# 2010 Headlamps from Led Lenser, Silva and PT



## Daniel_sk (Sep 9, 2009)

These are a bit older news (1 month) but I have just found them, I have taken the pictures and information from a Czech article about the "Outdoor 2009" exhibition. I hope it's not a repost...*

Led Lenser H7*
3xAAA, 
infinite brightness levels (the sliding button on the back, marked as "plynula regulace vykonu")
117g






*PrincetonTec Remix*
similar to PT FUEL





*Silva Trail Runner*
4xAA
80 lumens, 1x high power LED + two 5mm LED facing down
60 Euro
130g





*Silva X-Trail*
140 lumens, 5 modes
4xAA or a li-ion pack (Plus model)





*Silva Mino*
General task headlamp. 
3xAAA
Up to 90 hours runtime, two beam patterns





*Silva Ranger and Ranger Pro*
1xAA
IPX7
6 modes (with red light)
75g
~35 Euro


----------



## Snow (Sep 9, 2009)

I really like the looks of the Silva models. Thanks for posting them!


----------



## Rexlion (Sep 9, 2009)

I have had a Lenser H7 for a couple months now and I like it. A great, versatile headlamp that throws well and floods well.


----------



## gsxrac (Sep 9, 2009)

Ive never heard of Silva before but I really like their headlamps! Do you know when the new models will be available? They look MUCH better than the ones currently on their site.


----------



## Szemhazai (Sep 10, 2009)

*gsxrac* in US you have Brunton - but i wouldn't expect any of these headlamps widely available before mid-summer 2011.


----------



## sORe-EyEz (Sep 10, 2009)

i would like to see some beamshots, runtime specs on these... 

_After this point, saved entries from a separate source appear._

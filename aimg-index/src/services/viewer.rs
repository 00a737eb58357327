//! Image viewer
//!
//! Prints an image's metadata block and/or hands the file to an external
//! viewer. Holds no state of its own beyond a reference to the store.

use std::io::{self, Write};
use std::path::Path;
use std::process::{Command, Stdio};

use aimg_common::DisplayMode;

use crate::models::ImageId;
use crate::services::metadata_store::MetadataStore;

/// Prompts longer than this are truncated in the metadata block
pub const PROMPT_DISPLAY_LIMIT: usize = 100;

const RULE_WIDTH: usize = 50;

/// Opens an image file for the user
pub trait ImageOpener {
    fn open(&self, path: &Path) -> io::Result<()>;
}

/// Launches the platform's default image viewer without waiting for it
#[derive(Debug, Default, Clone, Copy)]
pub struct SystemOpener;

impl ImageOpener for SystemOpener {
    fn open(&self, path: &Path) -> io::Result<()> {
        let mut command = if cfg!(target_os = "macos") {
            Command::new("open")
        } else if cfg!(target_os = "windows") {
            let mut c = Command::new("cmd");
            c.args(["/C", "start", ""]);
            c
        } else {
            Command::new("xdg-open")
        };

        command
            .arg(path)
            .stdin(Stdio::null())
            .stdout(Stdio::null())
            .stderr(Stdio::null())
            .spawn()
            .map(|_| ())
    }
}

/// Metadata printer and image launcher
pub struct ImageViewer<'a> {
    store: &'a MetadataStore,
    opener: Box<dyn ImageOpener + 'a>,
}

impl<'a> ImageViewer<'a> {
    pub fn new(store: &'a MetadataStore) -> Self {
        Self::with_opener(store, Box::new(SystemOpener))
    }

    pub fn with_opener(store: &'a MetadataStore, opener: Box<dyn ImageOpener + 'a>) -> Self {
        Self { store, opener }
    }

    /// Human-readable metadata block for `id`; absent values print as `N/A`
    pub fn render_metadata(&self, id: ImageId) -> String {
        let store = self.store;
        let na = |value: Option<&str>| value.unwrap_or("N/A").to_string();

        let prompt = match store.prompt(id) {
            Some(p) if p.chars().count() > PROMPT_DISPLAY_LIMIT => {
                let truncated: String = p.chars().take(PROMPT_DISPLAY_LIMIT).collect();
                format!("{}...", truncated)
            }
            other => na(other),
        };

        let dimensions = match store.dimensions(id) {
            (Some(w), Some(h)) => format!("{}x{} pixels", w, h),
            _ => "N/A".to_string(),
        };

        let rule = "=".repeat(RULE_WIDTH);
        let mut out = String::new();
        out.push_str(&format!("{}\n", rule));
        out.push_str(&format!("Image metadata [{}]\n", id));
        out.push_str(&format!("{}\n", rule));
        out.push_str(&format!(" Dimensions: {}\n", dimensions));
        out.push_str(&format!(" Prompt:     {}\n", prompt));
        out.push_str(&format!(" Model:      {}\n", na(store.model(id))));
        out.push_str(&format!(" Seed:       {}\n", na(store.seed(id))));
        out.push_str(&format!(" CFG Scale:  {}\n", na(store.cfg_scale(id))));
        out.push_str(&format!(" Steps:      {}\n", na(store.steps(id))));
        out.push_str(&format!(" Sampler:    {}\n", na(store.sampler(id))));
        out.push_str(&format!(" Generated:  {}\n", na(store.generated(id))));
        out.push_str(&format!(" Created:    {}\n", na(store.created_date(id))));
        out.push_str(&format!(" ID:         {}\n", id));
        out.push_str(&format!(" File:       {}\n", na(store.file_path(id))));
        out.push_str(&rule);
        out.push('\n');
        out
    }

    /// Present `id` according to `mode`
    ///
    /// Returns true when the image was handed to the opener. A missing
    /// record or a failing opener is logged, never an error; only writes
    /// to `out` can fail.
    pub fn show_image(
        &self,
        id: ImageId,
        mode: DisplayMode,
        out: &mut dyn Write,
    ) -> io::Result<bool> {
        if mode.shows_metadata() {
            out.write_all(self.render_metadata(id).as_bytes())?;
        }

        if !mode.shows_image() {
            return Ok(false);
        }

        let Some(file_path) = self.store.file_path(id) else {
            tracing::error!(id = %id, "Cannot display image: no file path recorded");
            return Ok(false);
        };

        let full_path = self.store.root().join(file_path);
        if !full_path.is_file() {
            tracing::error!(
                file = %full_path.display(),
                "Cannot display image: file does not exist"
            );
            return Ok(false);
        }

        match self.opener.open(&full_path) {
            Ok(()) => {
                tracing::info!(file = %full_path.display(), "Opened image");
                Ok(true)
            }
            Err(e) => {
                tracing::error!(file = %full_path.display(), "Cannot display image: {}", e);
                Ok(false)
            }
        }
    }
}

#[cfg(test)]
mod tests {
    use super::*;
    use crate::services::metadata_extractor::{ExtractedMetadata, MetadataError, MetadataSource};
    use std::cell::RefCell;
    use std::path::PathBuf;
    use std::rc::Rc;
    use uuid::Uuid;

    struct FixedSource(Vec<(&'static str, String)>);

    impl MetadataSource for FixedSource {
        fn extract(&self, _path: &Path) -> Result<ExtractedMetadata, MetadataError> {
            Ok(ExtractedMetadata {
                text: self.0.iter().map(|(k, v)| (k.to_string(), v.clone())).collect(),
                dimensions: Some((640, 480)),
            })
        }
    }

    #[derive(Clone, Default)]
    struct RecordingOpener(Rc<RefCell<Vec<PathBuf>>>);

    impl ImageOpener for RecordingOpener {
        fn open(&self, path: &Path) -> io::Result<()> {
            self.0.borrow_mut().push(path.to_path_buf());
            Ok(())
        }
    }

    fn id() -> ImageId {
        ImageId::new(Uuid::from_u128(11))
    }

    fn loaded_store(root: &Path, prompt: String) -> MetadataStore {
        let mut store = MetadataStore::with_source(
            root,
            Box::new(FixedSource(vec![("Prompt", prompt), ("Model", "SDXL".to_string())])),
        );
        store.add_entry(id(), "a.png");
        store.load_metadata(id());
        store
    }

    #[test]
    fn test_render_metadata_fields() {
        let store = loaded_store(Path::new("/library"), "forest path".to_string());
        let text = ImageViewer::new(&store).render_metadata(id());

        assert!(text.contains(" Dimensions: 640x480 pixels"));
        assert!(text.contains(" Prompt:     forest path"));
        assert!(text.contains(" Model:      SDXL"));
        assert!(text.contains(" Seed:       N/A"));
        assert!(text.contains(" File:       a.png"));
        assert!(text.contains(&id().to_string()));
    }

    #[test]
    fn test_render_truncates_long_prompt() {
        let long = "x".repeat(150);
        let store = loaded_store(Path::new("/library"), long);
        let text = ImageViewer::new(&store).render_metadata(id());
        let expected = format!(" Prompt:     {}...\n", "x".repeat(PROMPT_DISPLAY_LIMIT));
        assert!(text.contains(&expected));
    }

    #[test]
    fn test_render_unknown_identifier() {
        let store = MetadataStore::new("/library");
        let text = ImageViewer::new(&store).render_metadata(id());
        assert!(text.contains(" Dimensions: N/A"));
        assert!(text.contains(" File:       N/A"));
    }

    #[test]
    fn test_show_modes() {
        let dir = tempfile::tempdir().unwrap();
        std::fs::write(dir.path().join("a.png"), b"").unwrap();
        let store = loaded_store(dir.path(), "p".to_string());
        let opener = RecordingOpener::default();
        let viewer = ImageViewer::with_opener(&store, Box::new(opener.clone()));

        let mut out = Vec::new();
        assert!(!viewer.show_image(id(), DisplayMode::MetadataOnly, &mut out).unwrap());
        assert!(!out.is_empty());
        assert!(opener.0.borrow().is_empty());

        let mut out = Vec::new();
        assert!(viewer.show_image(id(), DisplayMode::ImageOnly, &mut out).unwrap());
        assert!(out.is_empty());
        assert_eq!(opener.0.borrow().as_slice(), &[dir.path().join("a.png")]);

        let mut out = Vec::new();
        assert!(viewer.show_image(id(), DisplayMode::MetadataAndImage, &mut out).unwrap());
        assert!(!out.is_empty());
        assert_eq!(opener.0.borrow().len(), 2);
    }

    #[test]
    fn test_show_missing_file_is_not_opened() {
        let dir = tempfile::tempdir().unwrap();
        let store = loaded_store(dir.path(), "p".to_string());
        let opener = RecordingOpener::default();
        let viewer = ImageViewer::with_opener(&store, Box::new(opener.clone()));

        let mut out = Vec::new();
        assert!(!viewer.show_image(id(), DisplayMode::ImageOnly, &mut out).unwrap());
        assert!(opener.0.borrow().is_empty());
    }
}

particularly the 1AA Ranger & Ranger Pro.


----------



## Daniel_sk (Sep 10, 2009)

Unfortunately there is no word in the article when these headlamps are going to be released...


----------



## Moddoo (Sep 11, 2009)

Cool lights, and stunning renderings from Silva.
:thumbsup:


----------



## besty (Jan 17, 2010)

Hi, first time pootser.

I'm looking for a heaplamp for ultra trail running around 120-150 lumens. I've looked at both the Petzl MYO RXP and Pronceton Tec Apex Ultra.

Just wondering if anyone has managed to get their hands on the Silva X Trail yet? Seems very loght at 80 grams. Details seem to be hard to find, even on the Silva website. I have sent them an email but haven't heard back yet.

I've found it for sale in Germany and one place in the UK, I wpnder why it's so hard to find?


----------



## Szemhazai (Jan 17, 2010)

*besty*, I already have X-trail and X-trail Plus in my hands - going to post a short review on next week :welcome:


----------



## besty (Jan 17, 2010)

Awesome, can't wait to read your review.

How much was the x-trail ultra? And I'm assuming it's regulated?


----------



## Lightcrazycanuck (Jan 25, 2010)

Szemhazai said:


> *besty*, I already have X-trail and X-trail Plus in my hands - going to post a short review on next week :welcome:


 






lovecpf


----------



## KarstGhost (Jan 25, 2010)

So Brunton is the USA equivalent to Silva?


----------



## Szemhazai (Jan 26, 2010)

*KarstGhost*, hell knows... They no longer have any headlamps on their website and they don't introduce any new headlamps last year. Maybe they were labeling Silva's products under some kind of license that run out, because now they are advertising "now available in Europe" so they are entering on Silva's turf...


----------



## Egsise (Jan 26, 2010)

Isn't that Led Lenser H7 an old model, definitely not 2010?


----------



## Beacon of Light (Jan 27, 2010)

Any run-times on low for those headlamps pictured above?

The Princeton Tec Remix above has a 200 hour run-time. I need one of these [email protected]@@@


----------



## besty (Jan 31, 2010)

Szemhazai said:


> *besty*, I already have X-trail and X-trail Plus in my hands - going to post a short review on next week :welcome:


 
Hi there, don't suppose you have had a chance to do the review as yet?


----------



## besty (Feb 3, 2010)

KarstGhost said:


> So Brunton is the USA equivalent to Silva?


 
I sent Brunton an email asking if they would be releasing the Silva X-Trail in the US. They replied saying it's a Silva exclusive and there are no plans to distribute in the US.:thumbsdow


----------



## Szemhazai (Feb 3, 2010)

besty said:


> Hi there, don't suppose you have had a chance to do the review as yet?




Here you are : *Silva X-Trail & Silva X-Trail Plus - review*


----------



## besty (Feb 3, 2010)

Szemhazai said:


> Sorry, besty, still working on it.


 
No worries. Now I know they're not going to be released in the US by Brunton I won't be getting one anyway. 200 euros for a 140 lumen light (x trail plus) is far too expensive, I don't care how good it is.


----------